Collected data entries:
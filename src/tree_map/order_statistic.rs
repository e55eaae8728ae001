use core::borrow::Borrow;
use core::cmp::Ordering;
use core::ops::{Index, IndexMut};

use super::TreeMap;
use crate::compare::Compare;
use crate::error::{Result, TreeError};
use crate::order_statistic::SubtreeSizes;
use crate::raw::Handle;
use crate::Rank;

impl<K, V, C> TreeMap<K, V, C, SubtreeSizes> {
    /// Node holding the `index`-th smallest key, or `NIL` if out of range.
    fn handle_at(&self, index: usize) -> Handle {
        if index >= self.len() {
            return Handle::NIL;
        }

        let sizes = self.raw.augment();
        let mut x = self.raw.root();
        let mut k = index;
        while !x.is_nil() {
            let left = sizes.size(self.raw.left(x));
            match k.cmp(&left) {
                Ordering::Less => x = self.raw.left(x),
                Ordering::Equal => return x,
                Ordering::Greater => {
                    k -= left + 1;
                    x = self.raw.right(x);
                }
            }
        }
        Handle::NIL
    }

    /// Returns the entry with the `index`-th smallest key (zero-based).
    ///
    /// # Errors
    ///
    /// [`TreeError::IndexOutOfRange`] if `index >= self.len()`.
    ///
    /// # Complexity
    ///
    /// O(log n)
    ///
    /// # Examples
    ///
    /// ```
    /// use rubi_tree::{OSRBTreeMap, TreeError};
    ///
    /// let map = OSRBTreeMap::from([(10, "a"), (20, "b"), (30, "c")]);
    /// assert_eq!(map.select(0), Ok((&10, &"a")));
    /// assert_eq!(map.select(2), Ok((&30, &"c")));
    /// assert_eq!(map.select(3), Err(TreeError::IndexOutOfRange { index: 3, len: 3 }));
    /// ```
    pub fn select(&self, index: usize) -> Result<(&K, &V)> {
        self.get_by_rank(index).ok_or(TreeError::IndexOutOfRange {
            index,
            len: self.len(),
        })
    }

    /// Returns the number of keys strictly smaller than `key`, together with the value stored
    /// under `key` if it is present.
    ///
    /// The count is meaningful for absent keys too: it is the position `key` would take if it
    /// were inserted.
    ///
    /// # Complexity
    ///
    /// O(log n)
    ///
    /// # Examples
    ///
    /// ```
    /// use rubi_tree::OSRBTreeMap;
    ///
    /// let map = OSRBTreeMap::from([(10, "a"), (20, "b"), (30, "c")]);
    /// assert_eq!(map.rank(&20), (1, Some(&"b")));
    /// assert_eq!(map.rank(&25), (2, None));
    /// assert_eq!(map.rank(&99), (3, None));
    /// ```
    pub fn rank<Q>(&self, key: &Q) -> (usize, Option<&V>)
    where
        K: Borrow<Q>,
        Q: ?Sized,
        C: Compare<Q>,
    {
        let sizes = self.raw.augment();
        let compare = self.raw.comparator();
        let mut x = self.raw.root();
        let mut rank = 0;
        while !x.is_nil() {
            match compare.compare(key, self.raw.key(x).borrow()) {
                Ordering::Less => x = self.raw.left(x),
                Ordering::Equal => {
                    let (_, value) = self.raw.key_value(x);
                    return (rank + sizes.size(self.raw.left(x)), Some(value));
                }
                Ordering::Greater => {
                    rank += sizes.size(self.raw.left(x)) + 1;
                    x = self.raw.right(x);
                }
            }
        }
        (rank, None)
    }

    /// Returns the zero-based rank of `key` in sorted order, or `None` if the
    /// key is not present.
    ///
    /// This is an order-statistic extension and is not part of the standard
    /// `BTreeMap` API.
    ///
    /// # Complexity
    ///
    /// O(log n)
    ///
    /// # Examples
    ///
    /// ```
    /// use rubi_tree::OSRBTreeMap;
    ///
    /// let mut map = OSRBTreeMap::new();
    /// map.insert(10, "a");
    /// map.insert(20, "b");
    ///
    /// assert_eq!(map.rank_of(&10), Some(0));
    /// assert_eq!(map.rank_of(&15), None);
    /// ```
    #[must_use]
    pub fn rank_of<Q>(&self, key: &Q) -> Option<usize>
    where
        K: Borrow<Q>,
        Q: ?Sized,
        C: Compare<Q>,
    {
        match self.rank(key) {
            (rank, Some(_)) => Some(rank),
            (_, None) => None,
        }
    }

    /// Returns the key-value pair at position `rank` in sorted order.
    ///
    /// The rank is zero-based. Returns `None` if `rank` is out of bounds.
    ///
    /// # Examples
    ///
    /// ```
    /// use rubi_tree::OSRBTreeMap;
    ///
    /// let mut map = OSRBTreeMap::new();
    /// map.insert("a", 10);
    /// map.insert("c", 30);
    /// map.insert("b", 20);
    ///
    /// let (key, value) = map.get_by_rank(1).unwrap();
    /// assert_eq!((key, value), (&"b", &20));
    /// assert!(map.get_by_rank(3).is_none());
    /// ```
    #[must_use]
    pub fn get_by_rank(&self, rank: usize) -> Option<(&K, &V)> {
        self.pair(self.handle_at(rank))
    }

    /// Returns the key and a mutable reference to the value at position `rank`
    /// in sorted order.
    ///
    /// The key is returned as a shared reference because mutating it would
    /// violate the map's ordering invariants.
    ///
    /// # Examples
    ///
    /// ```
    /// use rubi_tree::OSRBTreeMap;
    ///
    /// let mut map = OSRBTreeMap::new();
    /// map.insert(10, "a");
    /// map.insert(5, "b");
    ///
    /// if let Some((key, value)) = map.get_by_rank_mut(0) {
    ///     assert_eq!(*key, 5);
    ///     *value = "updated";
    /// }
    ///
    /// assert_eq!(map.get(&5), Some(&"updated"));
    /// ```
    #[must_use]
    pub fn get_by_rank_mut(&mut self, rank: usize) -> Option<(&K, &mut V)> {
        let h = self.handle_at(rank);
        if h.is_nil() {
            None
        } else {
            Some(self.raw.key_value_mut(h))
        }
    }
}

/// Indexes into the map by rank.
///
/// # Panics
///
/// Panics if `rank` is out of bounds.
///
/// # Examples
///
/// ```
/// use rubi_tree::{OSRBTreeMap, Rank};
///
/// let mut map = OSRBTreeMap::new();
/// map.insert("a", 1);
/// map.insert("b", 2);
///
/// assert_eq!(map[Rank(0)], 1);
/// ```
impl<K, V, C> Index<Rank> for TreeMap<K, V, C, SubtreeSizes> {
    type Output = V;

    fn index(&self, rank: Rank) -> &Self::Output {
        self.get_by_rank(rank.0).map(|(_, v)| v).expect("index out of bounds")
    }
}

/// Mutably indexes into the map by rank.
///
/// # Panics
///
/// Panics if `rank` is out of bounds.
///
/// # Examples
///
/// ```
/// use rubi_tree::{OSRBTreeMap, Rank};
///
/// let mut map = OSRBTreeMap::from([("a", 1), ("b", 2)]);
/// map[Rank(1)] = 5;
///
/// assert_eq!(map.get(&"b"), Some(&5));
/// ```
impl<K, V, C> IndexMut<Rank> for TreeMap<K, V, C, SubtreeSizes> {
    fn index_mut(&mut self, rank: Rank) -> &mut Self::Output {
        self.get_by_rank_mut(rank.0).map(|(_, v)| v).expect("index out of bounds")
    }
}

#[cfg(test)]
#[cfg_attr(coverage_nightly, coverage(off))]
mod tests {
    use crate::{OSRBTreeMap, Rank, TreeError};
    use proptest::prelude::*;

    #[test]
    fn select_and_rank_on_small_map() {
        let map: OSRBTreeMap<i32, i32> = [10, 20, 30, 40, 50].into_iter().map(|k| (k, k / 10)).collect();
        assert_eq!(map.select(0), Ok((&10, &1)));
        assert_eq!(map.select(4), Ok((&50, &5)));
        assert_eq!(map.rank(&30), (2, Some(&3)));
        assert_eq!(map.select(5), Err(TreeError::IndexOutOfRange { index: 5, len: 5 }));
    }

    #[test]
    fn empty_map_has_nothing_to_select() {
        let map: OSRBTreeMap<u8, ()> = OSRBTreeMap::new();
        assert_eq!(map.select(0), Err(TreeError::IndexOutOfRange { index: 0, len: 0 }));
        assert_eq!(map.rank(&7), (0, None));
        assert_eq!(map.get_by_rank(0), None);
    }

    #[test]
    #[should_panic(expected = "index out of bounds")]
    fn index_by_rank_out_of_bounds_panics() {
        let map = OSRBTreeMap::from([(1, 'a')]);
        let _ = map[Rank(1)];
    }

    #[test]
    fn sizes_track_map_level_mutations() {
        let mut map: OSRBTreeMap<i32, i32> = (0..40).map(|k| (k, k)).collect();
        map.retain(|k, _| k % 3 != 0);
        assert_eq!(map.pop_first(), Ok((1, 1)));
        assert_eq!(map.remove(&20), Some(20));
        map.raw.validate_sizes();

        for (index, (key, _)) in map.iter().enumerate() {
            assert_eq!(map.rank_of(key), Some(index));
        }
        map.clear();
        map.insert(7, 7);
        map.raw.validate_sizes();
        assert_eq!(map[Rank(0)], 7);
    }

    proptest! {
        #[test]
        fn select_and_rank_are_inverse(keys in prop::collection::btree_set(-1000i32..1000, 0..300)) {
            let map: OSRBTreeMap<i32, ()> = keys.iter().map(|&k| (k, ())).collect();

            for (index, key) in keys.iter().enumerate() {
                let (selected, ()) = map.select(index).unwrap();
                prop_assert_eq!(selected, key);
                prop_assert_eq!(map.rank(key).0, index);
                prop_assert_eq!(map.rank_of(key), Some(index));
            }
        }

        #[test]
        fn rank_counts_smaller_keys(
            keys in prop::collection::btree_set(0i32..500, 0..200),
            probe in -10i32..510,
        ) {
            let map: OSRBTreeMap<i32, i32> = keys.iter().map(|&k| (k, k)).collect();
            let expected = keys.range(..probe).count();
            let (rank, value) = map.rank(&probe);
            prop_assert_eq!(rank, expected);
            prop_assert_eq!(value.copied(), keys.contains(&probe).then_some(probe));
        }
    }
}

**Task:** Look through the data above and return exactly the lines from the one that contains "use crate::order_statistic::SubtreeSizes;" to the one that contains "k -= left + 1;", inclusive, with nothing else.

**Task answer:**
use crate::order_statistic::SubtreeSizes;
use crate::raw::Handle;
use crate::Rank;

impl<K, V, C> TreeMap<K, V, C, SubtreeSizes> {
    /// Node holding the `index`-th smallest key, or `NIL` if out of range.
    fn handle_at(&self, index: usize) -> Handle {
        if index >= self.len() {
            return Handle::NIL;
        }

        let sizes = self.raw.augment();
        let mut x = self.raw.root();
        let mut k = index;
        while !x.is_nil() {
            let left = sizes.size(self.raw.left(x));
            match k.cmp(&left) {
                Ordering::Less => x = self.raw.left(x),
                Ordering::Equal => return x,
                Ordering::Greater => {
                    k -= left + 1;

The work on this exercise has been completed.